This study is not the first to incorporate aspects of LBP with deep networks; work in the remote sensing literature looked into using a two-stream strategy for designing a CNN, where texture-encoded images were used as an additional stream that is fused with a standard RGB image pathway \cite{anwer2018binary}. Work in computer vision illustrated that CNNs could be trained directly on LBP textural maps to achieve high levels of accuracy on face recognition tasks \cite{zhang2017face}. State-of-the-art work proposed the notion of local binary pattern \textit{networks}, which uses binary operations as opposed to convolutions, and illustrated its utility on optical character recognition tasks \cite{lin2019local}. 
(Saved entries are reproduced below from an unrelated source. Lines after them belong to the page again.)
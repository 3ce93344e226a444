//! Numeric validation utilities
//!
//! Range checks for byte limits and timeouts, plus safe conversion of
//! declared sizes.

use crate::error::{BgEraserError, Result};

/// Validator for numeric configuration values and conversions
pub struct NumericValidator;

impl NumericValidator {
    /// Safely convert u64 to usize with bounds checking
    pub fn validate_u64_to_usize(value: u64) -> Result<usize> {
        usize::try_from(value).map_err(|_| {
            BgEraserError::invalid_config(format!(
                "Value {} exceeds usize::MAX on this platform ({})",
                value,
                usize::MAX
            ))
        })
    }

    /// Validate numeric range (inclusive)
    pub fn validate_range<T>(value: T, min: T, max: T, name: &str) -> Result<T>
    where
        T: PartialOrd + std::fmt::Display + Copy,
    {
        if value < min || value > max {
            return Err(BgEraserError::invalid_config(format!(
                "{} must be between {} and {}, got {}",
                name, min, max, value
            )));
        }
        Ok(value)
    }

    /// Validate that a value is positive
    pub fn validate_positive<T>(value: T, name: &str) -> Result<T>
    where
        T: PartialOrd + std::fmt::Display + Copy + Default,
    {
        if value <= T::default() {
            return Err(BgEraserError::invalid_config(format!(
                "{} must be positive, got {}",
                name, value
            )));
        }
        Ok(value)
    }

    /// Add two byte counts, failing on overflow
    pub fn safe_add_u64(a: u64, b: u64) -> Result<u64> {
        a.checked_add(b)
            .ok_or_else(|| BgEraserError::unexpected(format!("Addition overflow: {} + {}", a, b)))
    }
}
To the best of our knowledge, however, our analysis is the first  to demonstrate that CNNs could be used directly on explicit LBP textural maps in the complex task of image segmentation of developing human brain tissues, and on neuroimaging datasets in general. By developing accurate tissue segmentation models on explicit textural maps, the work offers two contributions to the fields of neuroimaging and deep learning:
\begin{itemize}
\item Firstly, it takes a step towards understanding the role of visual texture when training deep segmentation CNNs on heterogeneous neuroimaging data of the developing brain; an important area of research that has not been previously explored.
\item Secondly, it contributes to the understanding of the inner workings of CNNs by showing empirical results that support the texture hypothesis, in line with recent findings on natural images. Evaluating these results suggests that CNNs do not necessarily require conventional images as input, and they may simply be capable of learning representations from well-structured spatial information.
\end{itemize}

In this regard, it is important to stress that our focus is not necessarily on improving segmentation accuracy using texture-encoding in this particular study, but rather to show that it is possible to achieve good performance using only texture-encoded maps as input to the CNNs for this complex neuroimage segmentation task.   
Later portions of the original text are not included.